万时心往下沉,她泫然若泣,以前在街头骗钱时她哭泣的样子总能惹来怜悯:“维德老爷,我感谢你救我,但我——呃!啊啊啊啊!”

她脖子上陡然传来一阵电击的刺痛,她失声惊叫起来,抬脚就踹向他的脸,维德立刻挪开膝盖,她跌到地毯上,万时捂住喉咙。

是那条项链在电击她,虽然电流不强,但让她下意识愤怒起来!

万时攥紧双拳,两只眼睛疯狂寻找着周围有没有什么能反击的凶器,她刚看到旁边挂起来的壁炉钳,就因为虚弱和营养不良眼前发白。

她隐约听到维德老爷说:“……他果然没说错。你什么都很好,就是野性太重。”

当电击结束,她满头是汗水,吃力的微微抬起脸,恰好跟那只巴吉度猎犬双目对视。

她竟然从狗狗那双空洞的眼睛背后看到了根深蒂固的恐惧。

万时的手已经抓住了自己的一只鞋子,猛地抬起脸,怒目而视。

却看见维德身后,断了脖子的圆姐、头上血窟窿的剧团经理、满身污泥血水的女高音,还有无数当时在坑里断肢的人们,都站在这偌大昏黄又华丽的房间里。

大宅外风雨交加,他们对她摇了摇头:

[万时,冷静一点,看看周围,想想你要什么。]

万时心里慢慢的冰凉而清醒。

她短时间恐怕跑不出这座大宅,维德只会发现她不乖之后,更加倍的训她,发现训不成之后在将一无所有的她扔出去……

而且这个维德老爷看起来不是一般的有钱有权,已经到了万时觉得匪夷所思的地步,她曾经在尤国不是做梦想住进这样的豪宅里吗?她不是想穿漂亮衣服、想学习、想要衣食无忧吗?

逃出去是否放弃掉了她可以扶摇直上,再也不会随便被人欺负的机会?

可待在这里,她是也会变成下一个老爷,下一个娃娃还是下一个巴吉度猎犬?

[万时,我们多想说人生是可以让你无边奔跑的旷野,但它总是一个个大小嵌套的笼子,你我都在其中,自由与欲望总是很难两全。]

[这里有你从来都接触不到的资源,有你曾经梦寐以求的一切。征服它、得到它,如果征服不了就砸碎它。]

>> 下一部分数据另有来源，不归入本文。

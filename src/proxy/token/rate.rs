use dashmap::DashMap;
use tracing::{debug, warn};

// Failure streaks reset after an hour without a new failure.
const STREAK_EXPIRY_MS: i64 = 3_600_000;
const DAILY_FLOOR_MS: u64 = 3_600_000;
const MAX_STREAK_MULTIPLIER: u64 = 30;

#[derive(Debug, Clone, Copy, PartialEq, Eq)]
pub enum LimitType {
    UserQuota,
    Daily,
    Capacity,
}

// Tracks consecutive rate-limit failures per (account, quota key) and turns
// them into cooldown durations with exponential escalation.
pub struct CooldownTracker {
    streaks: DashMap<String, (u32, i64)>,
}

impl CooldownTracker {
    pub fn new() -> Self {
        Self {
            streaks: DashMap::new(),
        }
    }

    fn streak_key(account: &str, quota_key: &str) -> String {
        format!("{}|{}", account, quota_key)
    }

    fn bump_streak(&self, account: &str, quota_key: &str) -> u32 {
        let now = chrono::Utc::now().timestamp_millis();
        let mut entry = self
            .streaks
            .entry(Self::streak_key(account, quota_key))
            .or_insert((0, now));
        if now - entry.1 > STREAK_EXPIRY_MS {
            debug!(
                "Failure streak for {}|{} expired, resetting",
                account, quota_key
            );
            *entry = (0, now);
        }
        entry.0 += 1;
        entry.1 = now;
        entry.0
    }

    pub fn record_success(&self, account: &str, quota_key: &str) {
        if self
            .streaks
            .remove(&Self::streak_key(account, quota_key))
            .is_some()
        {
            debug!(
                "Account {} request successful for {}, failure streak reset",
                account, quota_key
            );
        }
    }

    // Cooldown for a fresh rate-limit hit.
    //
    // Daily limits get a one-hour floor. Other limits honour the server
    // reset hint when it is under the configured cap, otherwise fall back to
    // the configured default. Consecutive failures for the same key multiply
    // the base by 2^(failures-1), capped at 30x.
    pub fn next_cooldown_ms(
        &self,
        account: &str,
        quota_key: &str,
        server_reset_ms: Option<u64>,
        limit_type: LimitType,
        default_cooldown_ms: u64,
        max_cooldown_ms: u64,
    ) -> u64 {
        let base = match limit_type {
            LimitType::Daily => server_reset_ms.unwrap_or(0).max(DAILY_FLOOR_MS),
            LimitType::UserQuota | LimitType::Capacity => match server_reset_ms {
                Some(ms) if ms <= max_cooldown_ms => ms,
                _ => default_cooldown_ms,
            },
        };

        let failures = self.bump_streak(account, quota_key);
        let multiplier = 2u64
            .saturating_pow(failures.saturating_sub(1))
            .min(MAX_STREAK_MULTIPLIER);
        let cooldown = base.saturating_mul(multiplier);

        if multiplier > 1 {
            warn!(
                "Account {} [{}]: {} consecutive rate limits, cooldown escalated to {}ms ({}x)",
                account, quota_key, failures, cooldown, multiplier
            );
        }
        cooldown
    }
}

impl Default for CooldownTracker {
    fn default() -> Self {
        Self::new()
    }
}
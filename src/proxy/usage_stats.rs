use serde_json::{json, Map, Value};
use std::path::PathBuf;
use std::sync::atomic::{AtomicBool, Ordering};
use std::sync::Mutex;
use tracing::warn;

// Usage history is hour-bucketed and capped at 30 days of buckets.
const MAX_BUCKETS: usize = 30 * 24;

// Per-hour request counters: {bucket: {family: {model: count, _subtotal}, _total}}.
pub struct UsageStats {
    buckets: Mutex<Map<String, Value>>,
    path: Option<PathBuf>,
    dirty: AtomicBool,
    save_in_flight: AtomicBool,
}

impl UsageStats {
    pub fn new() -> Self {
        Self {
            buckets: Mutex::new(Map::new()),
            path: None,
            dirty: AtomicBool::new(false),
            save_in_flight: AtomicBool::new(false),
        }
    }

    pub fn with_persistence(path: PathBuf) -> Self {
        let mut stats = Self::new();
        stats.path = Some(path.clone());
        if path.exists() {
            match std::fs::read_to_string(&path)
                .map_err(|e| e.to_string())
                .and_then(|s| {
                    serde_json::from_str::<Map<String, Value>>(&s).map_err(|e| e.to_string())
                }) {
                Ok(buckets) => *stats.buckets.lock().unwrap() = buckets,
                Err(e) => warn!("[W-USAGE-LOAD] failed_to_load_usage_history: {}", e),
            }
        }
        stats
    }

    fn bucket_key() -> String {
        chrono::Utc::now().format("%Y-%m-%dT%H").to_string()
    }

    fn family_of(model: &str) -> &'static str {
        crate::proxy::common::model_mapping::signature_family(model)
    }

    pub fn record(&self, model: &str) {
        let bucket_key = Self::bucket_key();
        let family = Self::family_of(model);

        let Ok(mut buckets) = self.buckets.lock() else {
            return;
        };
        let bucket = buckets
            .entry(bucket_key)
            .or_insert_with(|| json!({"_total": 0}));
        if let Some(obj) = bucket.as_object_mut() {
            let total = obj.get("_total").and_then(|v| v.as_u64()).unwrap_or(0);
            obj.insert("_total".to_string(), json!(total + 1));

            let family_entry = obj
                .entry(family.to_string())
                .or_insert_with(|| json!({"_subtotal": 0}));
            if let Some(family_obj) = family_entry.as_object_mut() {
                let subtotal = family_obj
                    .get("_subtotal")
                    .and_then(|v| v.as_u64())
                    .unwrap_or(0);
                family_obj.insert("_subtotal".to_string(), json!(subtotal + 1));
                let count = family_obj.get(model).and_then(|v| v.as_u64()).unwrap_or(0);
                family_obj.insert(model.to_string(), json!(count + 1));
            }
        }

        // Oldest buckets fall off once the 30-day window is full. Keys sort
        // chronologically by construction.
        if buckets.len() > MAX_BUCKETS {
            let mut keys: Vec<String> = buckets.keys().cloned().collect();
            keys.sort();
            let excess = keys.len() - MAX_BUCKETS;
            for key in keys.into_iter().take(excess) {
                buckets.remove(&key);
            }
        }
        drop(buckets);
        self.dirty.store(true, Ordering::Relaxed);
    }

    pub fn save(&self) {
        let Some(path) = &self.path else {
            return;
        };
        if !self.dirty.load(Ordering::Relaxed) {
            return;
        }
        if self
            .save_in_flight
            .compare_exchange(false, true, Ordering::SeqCst, Ordering::SeqCst)
            .is_err()
        {
            return;
        }
        self.dirty.store(false, Ordering::Relaxed);

        let snapshot = self.buckets.lock().map(|b| b.clone()).unwrap_or_default();
        let result = serde_json::to_string(&Value::Object(snapshot))
            .map_err(|e| e.to_string())
            .and_then(|json_str| {
                let tmp = path.with_extension("json.tmp");
                std::fs::write(&tmp, json_str)
                    .and_then(|_| std::fs::rename(&tmp, path))
                    .map_err(|e| e.to_string())
            });
        if let Err(e) = result {
            warn!("[W-USAGE-SAVE] failed_to_save_usage_history: {}", e);
            self.dirty.store(true, Ordering::Relaxed);
        }
        self.save_in_flight.store(false, Ordering::SeqCst);
    }

    #[cfg(test)]
    pub fn snapshot(&self) -> Map<String, Value> {
        self.buckets.lock().unwrap().clone()
    }
}

impl Default for UsageStats {
    fn default() -> Self {
        Self::new()
    }
}

#[cfg(test)]
mod tests {
    use super::*;

    #[test]
    fn record_counts_model_family_and_total() {
        let stats = UsageStats::new();
        stats.record("gemini-3-flash");
        stats.record("gemini-3-flash");
        stats.record("gemini-3-pro-high");

        let snapshot = stats.snapshot();
        let (_, bucket) = snapshot.iter().next().expect("bucket");
        assert_eq!(bucket["_total"], 3);
        assert_eq!(bucket["gemini"]["_subtotal"], 3);
        assert_eq!(bucket["gemini"]["gemini-3-flash"], 2);
        assert_eq!(bucket["gemini"]["gemini-3-pro-high"], 1);
    }

    #[test]
    fn persistence_round_trip() {
        let dir = std::env::temp_dir().join(format!(
            "trestle-usage-{}",
            crate::proxy::common::utils::generate_random_id()
        ));
        std::fs::create_dir_all(&dir).unwrap();
        let path = dir.join("usage-history.json");

        let stats = UsageStats::with_persistence(path.clone());
        stats.record("gemini-3-flash");
        stats.save();

        let reloaded = UsageStats::with_persistence(path);
        let snapshot = reloaded.snapshot();
        assert_eq!(snapshot.len(), 1);
        let _ = std::fs::remove_dir_all(dir);
    }
}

[你要学会扎根在不一样的泥里。你要活的比我们更好。]

她慢慢松开了抓着皮鞋的手指,面上表情瞬间变化,她正要再演出梨花带雨,没想到眼泪先一步淌满了脸。

万时忽然那一刻意识到:

马戏团只是一个短暂的、无知的梦,但那一切都已经消失了。

[别怕。我们都在这里陪着你。]

万时慢慢抬起眼,紧抿着嘴唇故作恐惧的望着维德。

看着她惨白脸颊上的水痕,维德没有五官的脑袋歪了歪头,机械音道:“亲爱的,你是我的孩子,我不想伤害你的。但你该懂得以后要靠谁。”

她被电击刺痛的嗓子轻声道:“……是,父亲。”

维德抬起了手将她拽起来,声音含笑,又将她抱在了膝头,为她穿上了皮鞋。

万时几乎忍不住要抖。

“去吧,跟你的哥哥打声招呼。”

万时这时候才发现窗边暗处,站着一个少年。

她被维德轻推了一下后背,朝少年走过去。

少年身量单薄修长,看起来十六七岁的模样,穿着衬衫与西装马甲,背着手。

在维德再说一遍后,少年满不情愿的转过脸来。

他站的角落实在是昏暗,万时一时没有看清,只觉得有张浸透冰水的瓷盏似的脸在黑暗中浮着。

外头闪电一晃而过,照亮了少年的全身。

他眉眼单薄且清冷昳丽,就像是白描勾勒细线的画像,满心欲念却故作不语要对方猜似的。

他打量着万时的脸,又低头看她的鞋,问女仆长道:“之前那双脚是她?”

“是。少爷。”

他之前路过房门外,听到几声女孩的惨叫哀嚎,路过门口却只看见一双搭在沙发脚踏边沿红肿的脚。

脚底全是嵌入的石子儿玻璃沙子,皮肉掉了层层。

他简直不敢相信这是一个女孩的脚,更不敢想这双脚走过什么样的路。

他以为她是因为换药在疼的哭喊,却听到女仆与医生们低低议论,说还没开始换药。